EQUINE ELITE: Sandhills, Nebraska ranch makes top horses
With 90,000 acres in the Sandhills of Nebraska to cover, the Haythorn family needs horses that get the job done. Every job.
Lamar is one of those horses. The judges at the Black Hills Stock Show Ranch Rodeo agreed, naming Lamar, ridden by Sage Haythorn, Top Horse.
At age six, the gray gelding, registered as Four Shogun Strong, stands 15.2 hands and weighs about 1,340 pounds. He’s traveled to ranch rodeos in Fort Worth, Abilene, Texas and South Dakota, and has taken home the top horse award more than once.
Sage Haythorn agrees with the judges, saying he’s competed against a really high caliber of horses, but hasn’t yet seen one he’d trade Lamar for.
“He’s one of the biggest horses I’ve ever rode, especially for as young as he is. He’s one of the more cowy or athletic horses I’ve ever rode,” Haythorn said.
Though the big gelding is a standout now, he wasn’t always. Haythorn said he was about the homeliest, plainest horse in the 18-colt pen. “I just liked him. Even when we first started him, he showed he had some cow and some expression, and I just like that about him. And he was big.”
In the cutting business, the horses that have been bred to be cowy have also been bred to be small. So a horse that has the agility to cut a cow out of the herd, then stand at the end of a rope with that cow at the other the end is bound to attract some attention.
“I’ve had several comments on him. Way more comments than any other horse I’ve ever rode,” Haythorn said. “A lot of people have commented about his size and what he can do for the size he is. I think that says quite a bit about what our horses have done.”
Lamar was born and bred on the Haythorn Ranch, near Oglala, Nebraska. He is out of the gray stud PG Shogun, who claims his share of top horse and ranch horse champion honors. On his dam’s side Lamar goes back to Happy Hancock.
Though at age six Lamar is by no means over the hill, for Haythorn it’s time to shift his focus to younger horses. With a new crop of foals hitting the ground every spring, Haythorn says, “I’ve kinda got to start getting started on the young horses so I don’t get so far behind.” While Lamar will still go to ranch rodeos and team ropings, his ranch jobs are going to be largely taken over by the as-yet-unskilled youngsters. “But he won’t go to waste,” Haythorn said.

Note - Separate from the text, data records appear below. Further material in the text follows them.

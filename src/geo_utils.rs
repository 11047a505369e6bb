//! # Geographic Utilities
//!
//! Distance helpers for 3D track points.
//!
//! | Function | Description |
//! |----------|-------------|
//! | [`haversine_distance`] | Great-circle distance between two track points |
//! | [`polyline_length`] | Total horizontal length of a track in meters |
//! | [`LocalProjection`] | Equirectangular projection to meters around a reference latitude |
//!
//! ## Example
//!
//! ```rust
//! use track_layers::{TrackPoint, geo_utils};
//!
//! let track = vec![
//!     TrackPoint::new(8.6196, 47.4551, 410.0),
//!     TrackPoint::new(8.6210, 47.4560, 415.0),
//!     TrackPoint::new(8.6225, 47.4571, 423.0),
//! ];
//!
//! let length = geo_utils::polyline_length(&track);
//! println!("Track length: {:.0}m", length);
//! ```
//!
//! ## Coordinate System
//!
//! All functions expect WGS84 longitude/latitude in degrees. Elevation is ignored:
//! distances are measured along the Earth's surface.

use geo::{Point, Haversine, Distance};
use crate::TrackPoint;

/// Meters per degree of latitude (and of longitude at the equator).
pub const METERS_PER_DEGREE: f64 = 111_320.0;

// =============================================================================
// Distance Functions
// =============================================================================

/// Calculate the great-circle distance between two track points using the Haversine formula.
///
/// Returns the distance in meters along the Earth's surface (spherical Earth with
/// radius 6,371 km). Elevation does not contribute.
///
/// # Example
///
/// ```rust
/// use track_layers::{TrackPoint, geo_utils};
///
/// let zurich = TrackPoint::new(8.5417, 47.3769, 408.0);
/// let st_moritz = TrackPoint::new(9.8355, 46.4908, 1822.0);
///
/// let distance = geo_utils::haversine_distance(&zurich, &st_moritz);
/// assert!((distance - 140_000.0).abs() < 5_000.0);
/// ```
#[inline]
pub fn haversine_distance(p1: &TrackPoint, p2: &TrackPoint) -> f64 {
    let point1 = Point::new(p1.longitude, p1.latitude);
    let point2 = Point::new(p2.longitude, p2.latitude);
    Haversine::distance(point1, point2)
}

/// Calculate the total length of a polyline in meters.
///
/// Sums the haversine distance between consecutive points. Empty or single-point
/// tracks return 0.0.
pub fn polyline_length(points: &[TrackPoint]) -> f64 {
    if points.len() < 2 {
        return 0.0;
    }

    points
        .windows(2)
        .map(|w| haversine_distance(&w[0], &w[1]))
        .sum()
}

// =============================================================================
// Local Projection
// =============================================================================

/// Flat projection of lon/lat into meters around a reference latitude.
///
/// Longitude is scaled by `cos(ref_lat)` so that planar distances approximate ground
/// distances near the reference. Good enough for hit-testing at track scale; do not use
/// it across hundreds of kilometers.
#[derive(Debug, Clone, Copy, PartialEq)]
pub struct LocalProjection {
    lng_meters_per_deg: f64,
}

impl LocalProjection {
    pub fn new(ref_lat: f64) -> Self {
        Self {
            lng_meters_per_deg: METERS_PER_DEGREE * ref_lat.to_radians().cos(),
        }
    }

    /// Project a lon/lat pair into `[x, y]` meters.
    #[inline]
    pub fn project(&self, longitude: f64, latitude: f64) -> [f64; 2] {
        [longitude * self.lng_meters_per_deg, latitude * METERS_PER_DEGREE]
    }
}

// =============================================================================
// Unit Tests
// =============================================================================
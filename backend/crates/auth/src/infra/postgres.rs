//! PostgreSQL Repository Implementations

use chrono::{DateTime, Utc};
use sqlx::PgPool;
use uuid::Uuid;

use crate::domain::entity::user::User;
use crate::domain::repository::UserRepository;
use crate::domain::value_object::{Email, UserId};
use crate::error::AuthResult;

/// PostgreSQL-backed user repository (read-only)
#[derive(Clone)]
pub struct PgUserRepository {
    pool: PgPool,
}

impl PgUserRepository {
    pub fn new(pool: PgPool) -> Self {
        Self { pool }
    }
}

// ============================================================================
// User Repository Implementation
// ============================================================================

impl UserRepository for PgUserRepository {
    async fn find_by_id(&self, user_id: &UserId) -> AuthResult<Option<User>> {
        let row = sqlx::query_as::<_, UserRow>(
            r#"
            SELECT
                user_id,
                name,
                email,
                created_at
            FROM users
            WHERE user_id = $1
            "#,
        )
        .bind(user_id.as_uuid())
        .fetch_optional(&self.pool)
        .await?;

        Ok(row.map(UserRow::into_user))
    }

    async fn exists_by_email(&self, email: &str) -> AuthResult<bool> {
        // Served by the unique index on users.email
        let exists: bool =
            sqlx::query_scalar("SELECT EXISTS(SELECT 1 FROM users WHERE email = $1)")
                .bind(email)
                .fetch_one(&self.pool)
                .await?;

        Ok(exists)
    }
}

// ============================================================================
// Row Types
// ============================================================================

#[derive(sqlx::FromRow)]
struct UserRow {
    user_id: Uuid,
    name: Option<String>,
    email: String,
    created_at: DateTime<Utc>,
}

impl UserRow {
    fn into_user(self) -> User {
        User {
            user_id: UserId::from_uuid(self.user_id),
            name: self.name,
            email: Email::from_db(self.email),
            created_at: self.created_at,
        }
    }
}
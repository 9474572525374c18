//! Application Layer
//!
//! Use cases and application services.

pub mod check_email_exists;
pub mod check_session;
pub mod classify;
pub mod config;
pub mod get_current_user;
pub mod navigation;
pub mod sign_in;
pub mod sign_out;
pub mod sign_up;
pub mod submission;

// Re-exports
pub use check_email_exists::CheckEmailExistsUseCase;
pub use check_session::{CheckSessionUseCase, SessionIdentity};
pub use classify::{SignInFailure, SignUpFailure};
pub use config::AuthConfig;
pub use get_current_user::GetCurrentUserUseCase;
pub use navigation::Route;
pub use sign_in::{SignInOutput, SignInUseCase};
pub use sign_out::SignOutUseCase;
pub use sign_up::{SignUpOutput, SignUpUseCase};
pub use submission::{InFlightSubmissions, Submission};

Lamar’s job at this point is to be a sort of ambassador for the Haythorn horses. The traveling Haythorn and Lamar do could be looked at as a marketing expense, since most of their horses are now sold privately, or through large consignment sales. They just sold 26 head at the AQHA Best of the Remuda sale at the Fort Worth Stock Show and Rodeo in January. For years the Haythorn horses drew thousands to the ranch horse sales held every four years at the ranch. With the shift in the marketing, it’s more important now than ever to increase the visibility of their horses through competitions.
While the competition is where the buyers get to see the horses in action, the Haythorn horses are still built the old fashioned way—by just doing their jobs. Most of Lamar’s jobs don’t involve an audience and a stopwatch, but every skill required in the arena at a ranch rodeo is likely one he’s already mastered in the pasture.
Haythorn said Lamar had never been out of the driveway until they hauled him to Abilene, Texas for the Western Heritage Classic Ranch Rodeo, where the Haythorn Ranch won first place, and Lamar won Top Horse.
As an invitation-only ranch rodeo, Haythorn said he had to be pretty confident in the horse he hauled there. It can ruin the team’s day pretty quickly if one of the horses turns the stray gathering event into a bronc riding exhibition. That wasn’t a concern with Lamar. “He’s got a pretty good disposition. He’s always been just a little bit watchy, a little bit spooky on the ground, but once you’re on him he’s good.”
Though their marketing technique has shifted, the Haythorns are still producing the kind of horses they’ve been making in the Sandhills of Nebraska for well over a century. They’re horses that drag calves, cover miles, stand when they are told to, run when they need to, watch what needs watching and get the job done. They’re top horses.